Ringraziamo i lettori per i numerosi commenti e gli spunti di riflessione.
I commenti si focalizzano su due aspetti:
1) ci possono essere altre forme di contribuzione che rendono meno drammatiche le prospettive pensionistiche di chi ha cominciato la carriera universitaria dal 1995 in poi;
2) la proposta di mandare in pensione gli attuali ultrasessantacinquenni libera risorse subito che possono essere usate per accelerare le carriere di quanti sono già ricercatori o associati o di creare nuovi posti per chi vuole intraprendere la carriera universitaria.

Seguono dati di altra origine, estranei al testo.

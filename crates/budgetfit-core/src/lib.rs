//! BudgetFit Core - Domain types for budget-filling combination search
//!
//! This crate provides the fundamental types shared by the BudgetFit crates:
//! - Catalog types for the fixed list of priced items
//! - Quantity bounds and the per-item constraint table
//! - The closed price interval a combination's total must fall in
//! - Solution types for finalized quantity assignments
//!
//! All monetary arithmetic uses [`rust_decimal::Decimal`]; the interval check
//! is an exact boundary comparison, so binary floating point is never used.

pub mod catalog;
pub mod constraint;
pub mod error;
pub mod interval;
pub mod solution;

pub use catalog::{Catalog, Item};
pub use constraint::{ConstraintTable, QuantityBound};
pub use error::{BudgetFitError, Result};
pub use interval::PriceInterval;
pub use solution::Solution;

Sul primo punto, vale la pena osservare che in ogni caso c’è una perdita rilevante di pensione per il minor montante contributivo accumulato (nel caso considerato: di 10-12mila euro lordi l’anno in pensione, a cui si aggiunge una minor liquidazione che non abbiamo incluso nell’esercizio di simulazione). Contributi (ridotti) vengono già versati per i tre anni di dottorato di ricerca, per eventuali assegni, e per ogni altra attività che viene svolta prima o durante la carriera universitaria. Chi ha molti di questi contributi aggiuntivi perde meno in proporzione, ma perde comunque la stessa cifra. Dover rinunciare ai contributi versati al massimo della carriera retributiva è particolarmente penalizzante per tutti.
Sul secondo punto, è da osservare che in aggregato le pensioni vengono comunque pagate dai contrbuti correnti (o dalle tasse). Se la proposta venisse accolta, le università risparmierebbero in stipendi ma l’Indap spenderebbe di più in pensioni (e incasserebbe meno in contributi). Non è chiaro se e in che misura si creerebbero risparmi per le casse pubbliche da usare per favorire l’ingresso o la progressione di carriera dei giovani. Se le università potessero assumere giovani fino all’ultimo euro di stipendio risparmiato, ci sarebbe un aumento della spesa pubblica per effetto delle pensioni aggiuntive: il governo sarà disponibile a sostenerlo? Se sì, perché non stanzia i nuovi fondi direttamente alle università (più meritevoli)?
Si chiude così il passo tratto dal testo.